As I lay there in bed pondering my participation in some recent local fundraisers, I became more and more unsettled and had to ask myself why I was feeling so pissed off. Why was I unsettled by an event that raised a bunch of money for a worthy cause? Hell, all the fundraisers that weekend raised a bunch of money for several different causes. So, what sort of asshole am I to bemoan such charitable acts?
The answer is simple: I am witnessing my leather world being overrun by non-kinky people manipulating the powerful energy of the leather tribe into a vehicle for their own self-promotion. This has got to stop.
If for no other reason, it is driving the kinky men I want to hook up with out of the few spaces we have left. This is cock-blocking on an enormous scale.
We congregate to meet and associate with people who play like we do. It’s pure and simple. That’s the point. Punkt aus! Unfortunately, this basic reason for gathering has been lost on a great many people—especially in the titleholder community.
You, with the microphone, please shut up so that I can do the dance Leathermen once did in these spaces. It can only happen when the environment is right, and your screeching is making it impossible.
If you’ve forgotten, the dance is usually done very quietly while the music penetrates everything around us. It resonates in the gear two Leathermen wear. It starts when the gaze from under his Muir Cap catches your eyes from across the room, and that bolt of sexual energy blasts into you, through your chest, into your gut and down into your nuts. That’s the dance we’re here for, right? Your vision of children without toys has just obliterated the chance of that happening. Thank you, so much.

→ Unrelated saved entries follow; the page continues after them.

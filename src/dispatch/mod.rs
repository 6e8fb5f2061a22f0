//! # Request Dispatch
//!
//! Content-type driven decoding, validation and invocation of the endpoint
//! work function.

mod decoder;
mod errors;
mod handler;

pub use decoder::{Decoder, AVRO_BINARY_CONTENT_TYPE, AVRO_CONTENT_TYPE, JSON_CONTENT_TYPE};
pub use errors::{DecodeError, HandlerError};
pub use handler::{handle, try_handle, DispatchRequest, DispatchResponse, Stage};
//! In-process table store
//!
//! Tables are created up front from [`TableDef`]s. A commit checks every
//! insert of the batch before touching any table, so a failed commit writes
//! nothing.

use std::collections::HashMap;
use std::sync::RwLock;

use chrono::{DateTime, Utc};
use serde_json::Value;
use tracing::{debug, info};

use super::batch::{Batch, Cell};
use super::errors::{StorageError, StorageResult};
use crate::timestamp::{storage_now, to_storage_timestamp};
use crate::validation::Datum;

/// Transactional row store
pub trait Database: Send + Sync {
    /// Applies every insert in `batch` atomically and returns the commit time.
    fn commit(&self, batch: Batch) -> StorageResult<DateTime<Utc>>;
}

/// Table name and column layout
#[derive(Debug, Clone, PartialEq, Eq)]
pub struct TableDef {
    pub name: String,
    pub columns: Vec<String>,
}

impl TableDef {
    pub fn new<C, S>(name: impl Into<String>, columns: C) -> Self
    where
        C: IntoIterator<Item = S>,
        S: Into<String>,
    {
        Self {
            name: name.into(),
            columns: columns.into_iter().map(Into::into).collect(),
        }
    }
}

#[derive(Debug)]
struct Table {
    columns: Vec<String>,
    rows: Vec<Datum>,
}

/// [`Database`] keeping committed rows in memory
#[derive(Debug, Default)]
pub struct InMemoryDatabase {
    tables: RwLock<HashMap<String, Table>>,
}

impl InMemoryDatabase {
    pub fn new() -> Self {
        Self::default()
    }

    /// Creates a database holding the given (empty) tables.
    pub fn with_tables(defs: impl IntoIterator<Item = TableDef>) -> StorageResult<Self> {
        let db = Self::new();
        for def in defs {
            db.create_table(def)?;
        }
        Ok(db)
    }

    pub fn create_table(&self, def: TableDef) -> StorageResult<()> {
        let mut tables = self.tables.write().map_err(|_| StorageError::Poisoned)?;
        if tables.contains_key(&def.name) {
            return Err(StorageError::TableExists(def.name));
        }
        debug!(table = %def.name, columns = def.columns.len(), "created table");
        tables.insert(
            def.name,
            Table {
                columns: def.columns,
                rows: Vec::new(),
            },
        );
        Ok(())
    }

    /// Committed rows of `table`, in commit order, keyed by column name.
    pub fn rows(&self, table: &str) -> StorageResult<Vec<Datum>> {
        let tables = self.tables.read().map_err(|_| StorageError::Poisoned)?;
        tables
            .get(table)
            .map(|t| t.rows.clone())
            .ok_or_else(|| StorageError::TableNotFound(table.to_string()))
    }

    pub fn row_count(&self, table: &str) -> StorageResult<usize> {
        let tables = self.tables.read().map_err(|_| StorageError::Poisoned)?;
        tables
            .get(table)
            .map(|t| t.rows.len())
            .ok_or_else(|| StorageError::TableNotFound(table.to_string()))
    }
}

impl Database for InMemoryDatabase {
    fn commit(&self, batch: Batch) -> StorageResult<DateTime<Utc>> {
        let mut tables = self.tables.write().map_err(|_| StorageError::Poisoned)?;

        for insert in batch.inserts() {
            let table = tables
                .get(&insert.table)
                .ok_or_else(|| StorageError::TableNotFound(insert.table.clone()))?;
            if let Some(column) = insert.columns.iter().find(|c| !table.columns.contains(c)) {
                return Err(StorageError::UnknownColumn {
                    table: insert.table.clone(),
                    column: column.clone(),
                });
            }
        }

        let committed_at = storage_now();
        let stamp = Value::String(to_storage_timestamp(&committed_at));

        for insert in batch.inserts() {
            let Some(table) = tables.get_mut(&insert.table) else {
                continue;
            };
            for row in &insert.rows {
                let mut provided: HashMap<&str, &Cell> = insert
                    .columns
                    .iter()
                    .map(String::as_str)
                    .zip(row.iter())
                    .collect();
                let mut stored = Datum::new();
                for column in &table.columns {
                    let value = match provided.remove(column.as_str()) {
                        Some(Cell::Value(v)) => v.clone(),
                        Some(Cell::CommitTimestamp) => stamp.clone(),
                        None => Value::Null,
                    };
                    stored.insert(column.clone(), value);
                }
                table.rows.push(stored);
            }
        }

        info!(
            inserts = batch.inserts().len(),
            rows = batch.row_count(),
            "committed batch"
        );
        Ok(committed_at)
    }
}
//! Front-door HTTP Routes
//!
//! Accepts raw storefront events and stores them as JSON strings.

use std::sync::Arc;

use axum::{body::Bytes, extract::State, http::HeaderMap, routing::post, Router};
use serde_json::{json, Value};
use tracing::info;
use uuid::Uuid;

use super::state::AppState;
use crate::dispatch::{handle, DispatchRequest, DispatchResponse};
use crate::storage::{Batch, Cell, Database};
use crate::timestamp::timestamp;
use crate::validation::Datum;

/// Column layout of the front-door table
pub const FRONTDOOR_COLUMNS: [&str; 4] = [
    "id",
    "event_info_json_string",
    "created_at",
    "commit_timestamp",
];

/// Create front-door routes
pub fn frontdoor_routes(state: Arc<AppState>) -> Router {
    Router::new()
        .route("/frontdoor", post(frontdoor_handler))
        .with_state(state)
}

async fn frontdoor_handler(
    State(state): State<Arc<AppState>>,
    headers: HeaderMap,
    body: Bytes,
) -> DispatchResponse {
    let request = DispatchRequest::from_parts(&headers, body);
    handle(&request, &state.frontdoor_schema, |datum| {
        insert_frontdoor_event(state.database.as_ref(), &state.config.frontdoor_table, &datum)
    })
}

/// Stores one validated front-door event under a fresh id.
pub fn insert_frontdoor_event(
    db: &dyn Database,
    table: &str,
    datum: &Datum,
) -> Result<Value, Vec<String>> {
    let id = Uuid::new_v4().to_string();
    let event_info = datum
        .get("event_info_json_string")
        .cloned()
        .unwrap_or(Value::Null);

    let mut batch = Batch::new();
    batch
        .insert(
            table,
            FRONTDOOR_COLUMNS,
            vec![vec![
                Cell::from(Value::String(id.clone())),
                Cell::from(event_info),
                Cell::from(Value::String(timestamp())),
                Cell::CommitTimestamp,
            ]],
        )
        .map_err(|e| vec![e.to_string()])?;
    db.commit(batch).map_err(|e| vec![e.to_string()])?;

    info!(table, id = %id, "stored front-door event");
    Ok(json!({ "id": id }))
}
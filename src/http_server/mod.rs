//! # HTTP Server Module
//!
//! Axum server exposing the event handlers.
//!
//! # Endpoints
//!
//! - `GET /health` - Health check
//! - `POST /frontdoor` - Store a storefront event
//! - `POST /products` - Write a product record
//! - `POST /pubsub/sink` - Push delivery; write the product to the sink table
//! - `POST /pubsub/forward` - Push delivery; republish to the validated topic

pub mod config;
pub mod errors;
pub mod frontdoor_routes;
pub mod health_routes;
pub mod product_routes;
pub mod pubsub_routes;
pub mod server;
pub mod state;

pub use config::HttpServerConfig;
pub use errors::{ServerError, ServerResult};
pub use server::{build_router, HttpServer};
pub use state::{in_memory_state, AppState, InMemoryBackends};
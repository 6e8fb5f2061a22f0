//! Table storage for validated records
//!
//! Writes are grouped into a [`Batch`] and applied through a [`Database`].
//! Cells marked [`Cell::CommitTimestamp`] receive the commit time, so every
//! row of one commit carries the same timestamp.

mod batch;
mod errors;
mod memory;
mod writer;

pub use batch::{Batch, Cell, Insert};
pub use errors::{StorageError, StorageResult};
pub use memory::{Database, InMemoryDatabase, TableDef};
pub use writer::{row_cells, write_to_table, COMMIT_TIMESTAMP_COLUMN};
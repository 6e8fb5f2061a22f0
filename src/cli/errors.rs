//! CLI-specific error types
//!
//! Every CLI error ends the process with a non-zero exit code.

use thiserror::Error;

use crate::config::ConfigError;
use crate::http_server::ServerError;
use crate::schema::SchemaError;

/// CLI error
#[derive(Debug, Error)]
pub enum CliError {
    #[error("{0}")]
    Config(#[from] ConfigError),

    #[error("{0}")]
    Schema(#[from] SchemaError),

    #[error("{0}")]
    Server(#[from] ServerError),

    #[error("I/O error: {0}")]
    Io(#[from] std::io::Error),

    #[error("JSON error: {0}")]
    Json(#[from] serde_json::Error),

    /// Payload failed validation with this many messages
    #[error("Payload is invalid ({0} errors)")]
    Invalid(usize),
}

impl CliError {
    /// Get the error code string
    pub fn code(&self) -> &'static str {
        match self {
            CliError::Config(_) => "OMS_CLI_CONFIG_ERROR",
            CliError::Schema(_) => "OMS_CLI_SCHEMA_ERROR",
            CliError::Server(_) => "OMS_CLI_SERVER_ERROR",
            CliError::Io(_) | CliError::Json(_) => "OMS_CLI_IO_ERROR",
            CliError::Invalid(_) => "OMS_CLI_INVALID_PAYLOAD",
        }
    }
}

/// CLI result type
pub type CliResult<T> = Result<T, CliError>;
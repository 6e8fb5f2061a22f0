//! CLI command implementations

use std::fs;
use std::path::Path;

use tracing::info;

use crate::config::ServiceConfig;
use crate::http_server::{in_memory_state, HttpServer};
use crate::logging;
use crate::schema::{product_schema, Schema, SchemaMode};
use crate::validation::validate_value;

use super::args::Command;
use super::errors::{CliError, CliResult};
use super::io::{read_json_file, write_json, write_lines};

/// Main CLI entry point
///
/// Parses arguments and dispatches to the appropriate command.
pub fn run() -> CliResult<()> {
    let cli = super::args::Cli::parse_args();
    run_command(cli.command)
}

/// Run the appropriate command based on CLI args
pub fn run_command(cmd: Command) -> CliResult<()> {
    match cmd {
        Command::Serve { config, port } => serve(config.as_deref(), port),
        Command::Validate { schema, payload } => validate(&schema, &payload),
        Command::Schema { mode } => print_schema(mode.into()),
    }
}

/// Loads the configuration, or defaults when no path is given.
pub fn load_config(config_path: Option<&Path>, port: Option<u16>) -> CliResult<ServiceConfig> {
    let mut config = match config_path {
        Some(path) => ServiceConfig::load(path)?,
        None => ServiceConfig::default(),
    };
    if let Some(port) = port {
        config.http.port = port;
        config.validate()?;
    }
    Ok(config)
}

/// Start the HTTP handlers over in-memory backends
pub fn serve(config_path: Option<&Path>, port: Option<u16>) -> CliResult<()> {
    let config = load_config(config_path, port)?;
    logging::init(&config.log);

    let (state, _backends) = in_memory_state(config)?;
    let server = HttpServer::new(state);
    info!(addr = %server.socket_addr(), "starting server");

    let rt = tokio::runtime::Runtime::new()?;
    rt.block_on(server.start())?;

    Ok(())
}

/// Validate a payload file; prints `valid` or one message per line.
pub fn validate(schema_path: &Path, payload_path: &Path) -> CliResult<()> {
    let messages = check_payload(schema_path, payload_path)?;
    match messages {
        None => write_lines(["valid"]),
        Some(messages) => {
            write_lines(&messages)?;
            Err(CliError::Invalid(messages.len()))
        }
    }
}

/// Validation messages for a payload file, `None` when valid.
pub fn check_payload(schema_path: &Path, payload_path: &Path) -> CliResult<Option<Vec<String>>> {
    let text = fs::read_to_string(schema_path)?;
    let schema = Schema::from_avro_str(&schema_path.display().to_string(), &text)?;
    let payload = read_json_file(payload_path)?;
    Ok(validate_value(&schema, &payload))
}

/// Print the product schema as Avro JSON
pub fn print_schema(mode: SchemaMode) -> CliResult<()> {
    let schema = product_schema(mode)?;
    write_json(&schema.to_avro_json())
}

#[cfg(test)]
mod tests {
    use super::*;
    use std::io::Write;
    use tempfile::{NamedTempFile, TempDir};

    const ITEM_SCHEMA: &str = r#"{
        "type": "record",
        "name": "item",
        "fields": [
            {"name": "id", "type": "string"},
            {"name": "tags", "type": {"type": "array", "items": "string"}}
        ]
    }"#;

    fn write_file(dir: &TempDir, name: &str, content: &str) -> std::path::PathBuf {
        let path = dir.path().join(name);
        fs::write(&path, content).unwrap();
        path
    }

    #[test]
    fn test_check_payload_valid() {
        let dir = TempDir::new().unwrap();
        let schema = write_file(&dir, "item.avsc", ITEM_SCHEMA);
        let payload = write_file(&dir, "ok.json", r#"{"id": "a", "tags": []}"#);
        assert_eq!(check_payload(&schema, &payload).unwrap(), None);
    }

    #[test]
    fn test_check_payload_reports_messages() {
        let dir = TempDir::new().unwrap();
        let schema = write_file(&dir, "item.avsc", ITEM_SCHEMA);
        let payload = write_file(&dir, "bad.json", r#"{"tags": ["a"], "extra": 1}"#);
        assert_eq!(
            check_payload(&schema, &payload).unwrap(),
            Some(vec![
                "Missing required field \"id\"".to_string(),
                "Forbidden field extra".to_string(),
            ])
        );
    }

    #[test]
    fn test_validate_exits_with_error_when_invalid() {
        let dir = TempDir::new().unwrap();
        let schema = write_file(&dir, "item.avsc", ITEM_SCHEMA);
        let payload = write_file(&dir, "bad.json", r#"{}"#);
        assert!(matches!(validate(&schema, &payload), Err(CliError::Invalid(2))));
    }

    #[test]
    fn test_load_config_port_override() {
        let mut file = NamedTempFile::new().unwrap();
        write!(file, r#"{{"http": {{"port": 7000}}}}"#).unwrap();
        let config = load_config(Some(file.path()), Some(7100)).unwrap();
        assert_eq!(config.http.port, 7100);
        assert!(matches!(load_config(None, Some(0)), Err(CliError::Config(_))));
    }
}
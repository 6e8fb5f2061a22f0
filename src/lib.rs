//! retail-oms - schema-validated event handlers for a retail order system
//!
//! Incoming events (JSON or Avro) are validated against record schemas and
//! either written to tables or forwarded to another topic. Validation
//! failures are reported as a flat list of readable messages.

pub mod cli;
pub mod config;
pub mod dispatch;
pub mod http_server;
pub mod logging;
pub mod messaging;
pub mod record;
pub mod schema;
pub mod storage;
pub mod timestamp;
pub mod validation;
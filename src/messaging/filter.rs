//! Attribute routing and Avro payload extraction
//!
//! Every handler here either runs its callback ([`Routed::Handled`]) or
//! reports why the event was not for it ([`Routed::Skipped`]). Skipping is
//! not an error: a topic carries events for many tables.

use std::fmt;

use tracing::{debug, error};

use super::errors::MessagingResult;
use super::event::Event;
use crate::record::deserialize_record;
use crate::validation::Datum;

/// Why an event was not handled
#[derive(Debug, Clone, PartialEq, Eq)]
pub enum SkipReason {
    /// Event has no sink-table attribute
    MissingSinkTable,
    /// Event targets another table
    OtherTable(String),
    /// Event has no data
    NoData,
    /// Data decoded to a container with no records
    EmptyContainer,
}

impl fmt::Display for SkipReason {
    fn fmt(&self, f: &mut fmt::Formatter<'_>) -> fmt::Result {
        match self {
            SkipReason::MissingSinkTable => write!(f, "missing sink table attribute"),
            SkipReason::OtherTable(table) => write!(f, "event is for table {}", table),
            SkipReason::NoData => write!(f, "event has no data"),
            SkipReason::EmptyContainer => write!(f, "event data holds no records"),
        }
    }
}

/// Outcome of routing an event
#[derive(Debug, Clone, PartialEq, Eq)]
pub enum Routed<R> {
    Handled(R),
    Skipped(SkipReason),
}

impl<R> Routed<R> {
    pub fn is_handled(&self) -> bool {
        matches!(self, Routed::Handled(_))
    }

    pub fn handled(self) -> Option<R> {
        match self {
            Routed::Handled(r) => Some(r),
            Routed::Skipped(_) => None,
        }
    }
}

/// Runs `func` only for events whose sink table is `table`.
pub fn table_filter<R, F>(event: &Event, table: &str, func: F) -> MessagingResult<Routed<R>>
where
    F: FnOnce(&Event) -> MessagingResult<R>,
{
    let Some(sink_table) = event.sink_table() else {
        error!(attributes = ?event.attributes, "table_filter: sink table attribute missing");
        return Ok(Routed::Skipped(SkipReason::MissingSinkTable));
    };
    if sink_table != table {
        debug!(sink_table, table, "table_filter: event is for another table");
        return Ok(Routed::Skipped(SkipReason::OtherTable(sink_table.to_string())));
    }
    func(event).map(Routed::Handled)
}

/// Decodes the first Avro record of the event data and passes it to `func`.
pub fn avro_event<R, F>(event: &Event, func: F) -> MessagingResult<Routed<R>>
where
    F: FnOnce(Datum) -> MessagingResult<R>,
{
    with_record(event, |record, _| func(record))
}

/// Sink-table filter followed by Avro decoding.
///
/// `func` receives the decoded record and the raw container bytes.
pub fn avro_handler<R, F>(event: &Event, sink_table: &str, func: F) -> MessagingResult<Routed<R>>
where
    F: FnOnce(Datum, Vec<u8>) -> MessagingResult<R>,
{
    match table_filter(event, sink_table, |event| with_record(event, func))? {
        Routed::Handled(inner) => Ok(inner),
        Routed::Skipped(reason) => Ok(Routed::Skipped(reason)),
    }
}

fn with_record<R, F>(event: &Event, func: F) -> MessagingResult<Routed<R>>
where
    F: FnOnce(Datum, Vec<u8>) -> MessagingResult<R>,
{
    let Some(bytes) = event.decode_data()? else {
        error!("avro_event: payload is missing");
        return Ok(Routed::Skipped(SkipReason::NoData));
    };
    let Some(record) = deserialize_record(&bytes)? else {
        error!(bytes = bytes.len(), "avro_event: container holds no records");
        return Ok(Routed::Skipped(SkipReason::EmptyContainer));
    };
    func(record, bytes).map(Routed::Handled)
}
//! Low-level validation failures, before formatting

use serde_json::Value;

use crate::schema::TypeExpr;

/// One (field, candidate type) mismatch
#[derive(Debug, Clone, PartialEq)]
pub struct ValidationFailure {
    /// Field the failure belongs to
    pub field_path: String,
    /// Candidate type the value failed to match
    pub schema_type: TypeExpr,
    /// Value checked, `None` when the field was absent with no default
    pub actual: Option<Value>,
}

/// Anything the engine can object to
#[derive(Debug, Clone, PartialEq)]
pub enum Failure {
    /// A declared field failed its type
    Mismatch(ValidationFailure),
    /// The datum carries a field the schema does not declare
    Forbidden { field: String },
}

impl Failure {
    pub fn mismatch(field_path: impl Into<String>, schema_type: TypeExpr, actual: Option<Value>) -> Self {
        Failure::Mismatch(ValidationFailure {
            field_path: field_path.into(),
            schema_type,
            actual,
        })
    }

    pub fn forbidden(field: impl Into<String>) -> Self {
        Failure::Forbidden {
            field: field.into(),
        }
    }
}
//! CLI module for retail-oms
//!
//! Provides command-line interface for:
//! - serve: Run the HTTP handlers
//! - validate: Check a JSON payload against an Avro schema file
//! - schema: Print the product schema

mod args;
mod commands;
mod errors;
mod io;

pub use args::{Cli, Command, ModeArg};
pub use commands::{check_payload, load_config, print_schema, run, run_command, serve, validate};
pub use errors::{CliError, CliResult};
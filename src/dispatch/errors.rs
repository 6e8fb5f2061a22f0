//! # Dispatch Errors

use axum::{
    http::StatusCode,
    response::{IntoResponse, Response},
    Json,
};
use serde_json::json;
use thiserror::Error;

use super::handler::Stage;

/// Errors turning a request body into a datum
#[derive(Debug, Clone, PartialEq, Eq, Error)]
pub enum DecodeError {
    #[error("Missing content type")]
    MissingContentType,

    #[error("Unsupported content type: {0}")]
    UnsupportedContentType(String),

    #[error("Malformed JSON body: {0}")]
    MalformedJson(String),

    #[error("Expected a JSON object body")]
    NotAnObject,

    #[error("Malformed Avro body: {0}")]
    MalformedAvro(String),

    #[error("Avro body holds no records")]
    EmptyContainer,
}

/// Request failures reported to the caller as `{"errors": [...]}`
#[derive(Debug, Clone, PartialEq, Eq, Error)]
pub enum HandlerError {
    #[error("{0}")]
    Decode(#[from] DecodeError),

    #[error("Validation failed: {}", .0.join("; "))]
    Validation(Vec<String>),

    #[error("Request failed: {}", .0.join("; "))]
    Work(Vec<String>),
}

impl HandlerError {
    /// HTTP status for this error
    pub fn status_code(&self) -> StatusCode {
        match self {
            HandlerError::Decode(_) | HandlerError::Validation(_) | HandlerError::Work(_) => {
                StatusCode::BAD_REQUEST
            }
        }
    }

    /// Stage the request was in when it failed
    pub fn stage(&self) -> Stage {
        match self {
            HandlerError::Decode(_) => Stage::Decoding,
            HandlerError::Validation(_) => Stage::Validating,
            HandlerError::Work(_) => Stage::Working,
        }
    }

    /// Flat list of caller-facing messages
    pub fn messages(&self) -> Vec<String> {
        match self {
            HandlerError::Decode(e) => vec![e.to_string()],
            HandlerError::Validation(messages) | HandlerError::Work(messages) => messages.clone(),
        }
    }
}

impl IntoResponse for HandlerError {
    fn into_response(self) -> Response {
        let body = json!({ "errors": self.messages() });
        (self.status_code(), Json(body)).into_response()
    }
}
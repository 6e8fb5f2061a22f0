//! # Messaging Events
//!
//! Events as delivered by a push subscription: string attributes plus an
//! optional base64 data payload.

use std::collections::BTreeMap;

use base64::{engine::general_purpose::STANDARD, Engine as _};
use serde::{Deserialize, Serialize};

use super::errors::{MessagingError, MessagingResult};

/// Attribute naming the table an event is destined for
pub const SINK_TABLE_ATTRIBUTE: &str = "spez.sink.table";

/// One message from a topic
#[derive(Debug, Clone, Default, PartialEq, Eq, Serialize, Deserialize)]
pub struct Event {
    #[serde(default)]
    pub attributes: BTreeMap<String, String>,

    /// Base64 text of the message body
    #[serde(default, skip_serializing_if = "Option::is_none")]
    pub data: Option<String>,

    #[serde(
        default,
        rename = "messageId",
        alias = "message_id",
        skip_serializing_if = "Option::is_none"
    )]
    pub message_id: Option<String>,
}

impl Event {
    /// Builds an event carrying `bytes` as its data.
    pub fn with_bytes(bytes: &[u8]) -> Self {
        Self {
            data: Some(STANDARD.encode(bytes)),
            ..Self::default()
        }
    }

    pub fn with_attribute(mut self, key: impl Into<String>, value: impl Into<String>) -> Self {
        self.attributes.insert(key.into(), value.into());
        self
    }

    /// Value of the sink-table attribute, if set
    pub fn sink_table(&self) -> Option<&str> {
        self.attributes.get(SINK_TABLE_ATTRIBUTE).map(String::as_str)
    }

    /// Decoded data bytes; `None` when the event has no data.
    pub fn decode_data(&self) -> MessagingResult<Option<Vec<u8>>> {
        self.data
            .as_deref()
            .map(|data| STANDARD.decode(data).map_err(MessagingError::from))
            .transpose()
    }
}

/// Body of a push-subscription delivery
#[derive(Debug, Clone, PartialEq, Eq, Serialize, Deserialize)]
pub struct PushEnvelope {
    pub message: Event,
    #[serde(default)]
    pub subscription: String,
}

impl PushEnvelope {
    pub fn from_slice(body: &[u8]) -> MessagingResult<Self> {
        serde_json::from_slice(body).map_err(|e| MessagingError::Envelope(e.to_string()))
    }
}
//! Record schemas for retail OMS events
//!
//! A schema is an ordered list of named fields, each carrying a type
//! expression (primitive, nullable, array or union). Schemas are built once
//! at startup, either from the declarative builder or from Avro schema
//! documents, and are read-only afterwards.

mod builder;
mod errors;
mod loader;
pub mod matcher;
mod types;

pub use builder::{
    frontdoor_schema, make_type, oms_retail_schema, product_schema, ColumnSpec, FieldKind,
    SchemaMode, OMS_NAMESPACE,
};
pub use errors::{SchemaError, SchemaResult};
pub use loader::SchemaRegistry;
pub use types::{Primitive, Schema, SchemaField, TypeExpr};
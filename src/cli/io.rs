//! JSON file and stdout helpers for CLI commands

use std::fs;
use std::io::{self, Write};
use std::path::Path;

use serde_json::Value;

use super::errors::CliResult;

/// Read and parse a JSON document from a file
pub fn read_json_file(path: &Path) -> CliResult<Value> {
    let content = fs::read_to_string(path)?;
    Ok(serde_json::from_str(&content)?)
}

/// Write a JSON value to stdout, pretty-printed
pub fn write_json(value: &Value) -> CliResult<()> {
    let stdout = io::stdout();
    let mut handle = stdout.lock();
    serde_json::to_writer_pretty(&mut handle, value)?;
    writeln!(handle)?;
    handle.flush()?;
    Ok(())
}

/// Write lines to stdout
pub fn write_lines<I, S>(lines: I) -> CliResult<()>
where
    I: IntoIterator<Item = S>,
    S: AsRef<str>,
{
    let stdout = io::stdout();
    let mut handle = stdout.lock();
    for line in lines {
        writeln!(handle, "{}", line.as_ref())?;
    }
    handle.flush()?;
    Ok(())
}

How did you end up here, anyway? And how can we get you to put down the microphone or at least sex it up and start doing the dance actual kinky guys do? Or how can we get you to leave? Maybe kink has nothing to do with Leather and being a Leather titleholder anymore – maybe I’m just living in some kind of fantasy.
I am willing to concede that I am often wrong about a lot of things, but this is not one of them. Sorry. I got into the Leather titleholder scene for many reasons. But one of my primary goals, as my first judging panel can tell you, was to find a guy into the same kind of sex I was into.
The first IMLs weren’t chosen at the Gold Coast because they were great at raising money for gonorrhea, or because they were coached on what to say by a professional “stylist.” Having heard the stories from David Kloss, and read about Patrick Brooks, Marty Kiker, and other early IML winners, it seems that their performance at play parties surrounding the original event garnered them as much respect as anything else they had to offer – if not more.
Radical sex has always been a huge part of being a Leatherman and the current emphasis on sexless Leather titleholder events is a course being charted in the wrong direction. It is taking us away from our origins.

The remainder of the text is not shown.